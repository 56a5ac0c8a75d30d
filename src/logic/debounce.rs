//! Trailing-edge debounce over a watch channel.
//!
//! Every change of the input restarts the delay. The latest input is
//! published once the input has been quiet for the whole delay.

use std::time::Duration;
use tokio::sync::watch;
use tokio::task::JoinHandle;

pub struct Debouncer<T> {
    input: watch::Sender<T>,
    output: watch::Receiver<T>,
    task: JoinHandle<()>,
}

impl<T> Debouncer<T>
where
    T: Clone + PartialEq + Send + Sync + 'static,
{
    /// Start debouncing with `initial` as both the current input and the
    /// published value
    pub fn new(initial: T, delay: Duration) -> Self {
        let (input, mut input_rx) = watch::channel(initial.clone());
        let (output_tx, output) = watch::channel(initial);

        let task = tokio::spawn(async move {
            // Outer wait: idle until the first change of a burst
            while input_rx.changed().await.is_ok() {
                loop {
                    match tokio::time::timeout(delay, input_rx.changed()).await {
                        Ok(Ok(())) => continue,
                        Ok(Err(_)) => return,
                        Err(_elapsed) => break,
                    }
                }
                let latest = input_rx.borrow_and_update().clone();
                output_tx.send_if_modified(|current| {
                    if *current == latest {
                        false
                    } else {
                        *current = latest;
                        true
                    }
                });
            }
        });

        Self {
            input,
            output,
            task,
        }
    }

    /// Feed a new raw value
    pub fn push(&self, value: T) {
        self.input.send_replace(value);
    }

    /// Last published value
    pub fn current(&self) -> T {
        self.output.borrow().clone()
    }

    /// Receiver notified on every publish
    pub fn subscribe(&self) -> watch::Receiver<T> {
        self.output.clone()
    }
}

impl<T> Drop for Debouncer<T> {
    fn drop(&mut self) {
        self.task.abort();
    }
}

==============================

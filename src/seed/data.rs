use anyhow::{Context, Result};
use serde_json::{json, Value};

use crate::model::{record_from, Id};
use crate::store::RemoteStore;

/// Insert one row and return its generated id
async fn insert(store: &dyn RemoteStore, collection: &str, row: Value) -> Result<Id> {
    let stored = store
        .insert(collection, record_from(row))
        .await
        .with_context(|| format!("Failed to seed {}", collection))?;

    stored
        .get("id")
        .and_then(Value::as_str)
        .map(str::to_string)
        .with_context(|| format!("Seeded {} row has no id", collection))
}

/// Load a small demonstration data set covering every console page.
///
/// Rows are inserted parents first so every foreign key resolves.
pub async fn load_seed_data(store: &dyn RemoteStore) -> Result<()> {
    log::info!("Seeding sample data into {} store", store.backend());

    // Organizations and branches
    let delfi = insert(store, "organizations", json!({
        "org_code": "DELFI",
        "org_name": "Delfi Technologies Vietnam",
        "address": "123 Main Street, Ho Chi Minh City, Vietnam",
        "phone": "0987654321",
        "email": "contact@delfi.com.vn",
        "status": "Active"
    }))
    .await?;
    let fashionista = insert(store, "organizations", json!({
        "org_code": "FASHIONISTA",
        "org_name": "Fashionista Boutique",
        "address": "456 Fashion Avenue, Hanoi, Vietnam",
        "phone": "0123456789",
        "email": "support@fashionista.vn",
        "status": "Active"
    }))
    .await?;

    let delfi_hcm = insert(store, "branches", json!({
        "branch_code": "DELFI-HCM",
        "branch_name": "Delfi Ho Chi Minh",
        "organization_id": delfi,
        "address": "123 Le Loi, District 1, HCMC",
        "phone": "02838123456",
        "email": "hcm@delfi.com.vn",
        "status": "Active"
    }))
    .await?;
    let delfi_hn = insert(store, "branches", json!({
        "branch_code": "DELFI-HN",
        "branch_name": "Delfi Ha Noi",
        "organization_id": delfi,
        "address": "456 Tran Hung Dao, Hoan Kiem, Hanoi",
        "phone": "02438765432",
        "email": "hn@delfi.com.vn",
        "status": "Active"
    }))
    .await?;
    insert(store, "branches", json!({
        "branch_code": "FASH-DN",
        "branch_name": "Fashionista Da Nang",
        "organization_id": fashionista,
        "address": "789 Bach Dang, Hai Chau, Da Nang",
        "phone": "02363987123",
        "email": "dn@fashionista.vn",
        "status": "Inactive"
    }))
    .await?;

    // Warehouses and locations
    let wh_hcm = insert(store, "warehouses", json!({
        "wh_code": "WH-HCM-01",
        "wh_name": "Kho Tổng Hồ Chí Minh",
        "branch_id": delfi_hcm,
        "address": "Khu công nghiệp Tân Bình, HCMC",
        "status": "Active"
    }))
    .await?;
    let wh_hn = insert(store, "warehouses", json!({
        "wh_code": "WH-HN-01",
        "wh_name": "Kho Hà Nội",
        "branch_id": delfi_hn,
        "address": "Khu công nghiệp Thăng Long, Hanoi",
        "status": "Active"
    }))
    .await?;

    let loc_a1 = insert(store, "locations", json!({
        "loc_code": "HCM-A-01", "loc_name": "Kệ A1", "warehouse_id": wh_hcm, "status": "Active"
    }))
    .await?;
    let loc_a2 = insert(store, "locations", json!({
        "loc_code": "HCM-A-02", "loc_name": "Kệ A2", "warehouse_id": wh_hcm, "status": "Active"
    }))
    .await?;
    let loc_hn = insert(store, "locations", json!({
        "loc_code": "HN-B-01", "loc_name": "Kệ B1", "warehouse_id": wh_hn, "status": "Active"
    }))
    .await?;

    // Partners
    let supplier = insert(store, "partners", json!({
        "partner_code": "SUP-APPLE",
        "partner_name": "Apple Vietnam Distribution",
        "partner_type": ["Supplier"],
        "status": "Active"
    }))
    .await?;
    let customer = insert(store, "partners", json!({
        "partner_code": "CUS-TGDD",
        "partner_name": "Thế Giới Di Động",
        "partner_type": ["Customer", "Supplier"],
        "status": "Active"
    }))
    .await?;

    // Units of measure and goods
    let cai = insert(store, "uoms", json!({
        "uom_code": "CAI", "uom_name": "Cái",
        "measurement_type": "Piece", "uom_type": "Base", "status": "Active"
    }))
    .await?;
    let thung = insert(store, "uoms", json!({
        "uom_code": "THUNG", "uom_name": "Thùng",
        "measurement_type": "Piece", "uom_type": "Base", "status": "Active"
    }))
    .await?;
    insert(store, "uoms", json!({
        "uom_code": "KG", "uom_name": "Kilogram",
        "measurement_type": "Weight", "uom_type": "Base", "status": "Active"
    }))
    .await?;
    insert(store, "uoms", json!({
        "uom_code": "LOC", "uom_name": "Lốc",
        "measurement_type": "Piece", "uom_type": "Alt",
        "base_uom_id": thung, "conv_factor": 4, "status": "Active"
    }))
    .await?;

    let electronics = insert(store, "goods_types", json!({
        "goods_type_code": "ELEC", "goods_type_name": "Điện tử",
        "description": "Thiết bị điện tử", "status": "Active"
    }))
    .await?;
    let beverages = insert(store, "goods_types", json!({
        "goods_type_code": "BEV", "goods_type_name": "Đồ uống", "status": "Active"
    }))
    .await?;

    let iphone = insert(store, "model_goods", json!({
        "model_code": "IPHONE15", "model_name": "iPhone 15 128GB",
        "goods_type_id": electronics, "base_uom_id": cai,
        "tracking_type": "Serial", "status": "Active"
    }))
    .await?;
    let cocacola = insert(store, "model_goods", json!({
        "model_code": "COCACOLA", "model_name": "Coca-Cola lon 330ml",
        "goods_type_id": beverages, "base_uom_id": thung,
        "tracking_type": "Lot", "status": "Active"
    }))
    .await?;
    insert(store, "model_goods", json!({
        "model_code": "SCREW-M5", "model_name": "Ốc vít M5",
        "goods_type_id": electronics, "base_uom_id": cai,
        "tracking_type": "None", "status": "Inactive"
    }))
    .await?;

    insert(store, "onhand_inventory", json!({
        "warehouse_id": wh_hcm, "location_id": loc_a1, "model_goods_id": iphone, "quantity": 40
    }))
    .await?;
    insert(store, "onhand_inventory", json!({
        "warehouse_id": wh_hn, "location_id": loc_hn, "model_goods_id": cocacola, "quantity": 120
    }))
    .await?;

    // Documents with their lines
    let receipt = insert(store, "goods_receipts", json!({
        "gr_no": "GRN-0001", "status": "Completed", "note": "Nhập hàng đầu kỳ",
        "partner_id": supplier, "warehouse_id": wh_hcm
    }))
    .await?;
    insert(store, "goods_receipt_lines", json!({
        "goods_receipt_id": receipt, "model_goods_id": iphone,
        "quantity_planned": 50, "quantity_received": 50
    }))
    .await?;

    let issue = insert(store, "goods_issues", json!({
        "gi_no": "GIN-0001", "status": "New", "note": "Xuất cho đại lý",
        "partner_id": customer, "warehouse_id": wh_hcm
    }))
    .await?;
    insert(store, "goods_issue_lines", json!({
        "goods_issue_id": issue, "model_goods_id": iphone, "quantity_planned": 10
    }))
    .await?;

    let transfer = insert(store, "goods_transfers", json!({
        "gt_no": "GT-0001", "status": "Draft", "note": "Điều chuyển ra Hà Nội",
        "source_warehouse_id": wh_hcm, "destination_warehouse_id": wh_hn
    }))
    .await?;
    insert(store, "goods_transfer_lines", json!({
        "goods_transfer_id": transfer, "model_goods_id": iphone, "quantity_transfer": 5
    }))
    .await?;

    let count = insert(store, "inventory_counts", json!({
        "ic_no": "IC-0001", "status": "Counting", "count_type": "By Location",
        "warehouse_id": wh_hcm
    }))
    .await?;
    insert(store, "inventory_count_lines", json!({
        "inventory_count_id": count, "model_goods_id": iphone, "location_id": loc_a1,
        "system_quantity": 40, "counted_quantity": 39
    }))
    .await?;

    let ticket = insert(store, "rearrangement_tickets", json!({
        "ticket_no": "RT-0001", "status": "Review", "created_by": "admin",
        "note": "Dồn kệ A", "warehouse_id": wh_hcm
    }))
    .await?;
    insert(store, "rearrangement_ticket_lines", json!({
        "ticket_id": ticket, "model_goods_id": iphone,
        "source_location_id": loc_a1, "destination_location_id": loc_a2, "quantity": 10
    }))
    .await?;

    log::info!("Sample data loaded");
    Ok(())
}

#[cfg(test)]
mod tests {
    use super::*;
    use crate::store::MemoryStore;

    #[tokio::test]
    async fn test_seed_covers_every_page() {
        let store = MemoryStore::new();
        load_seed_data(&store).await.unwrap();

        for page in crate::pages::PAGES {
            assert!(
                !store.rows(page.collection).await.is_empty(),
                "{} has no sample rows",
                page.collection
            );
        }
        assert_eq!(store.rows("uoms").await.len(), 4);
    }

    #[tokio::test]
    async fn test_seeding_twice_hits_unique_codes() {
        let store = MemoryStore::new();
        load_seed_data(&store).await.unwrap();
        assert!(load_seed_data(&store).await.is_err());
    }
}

==============================

TASK:
Using the records above, find and show each line with the string "Minh".

ANSWER AREA:
        "address": "123 Main Street, Ho Chi Minh City, Vietnam",
        "branch_name": "Delfi Ho Chi Minh",
        "wh_name": "Kho Tổng Hồ Chí Minh",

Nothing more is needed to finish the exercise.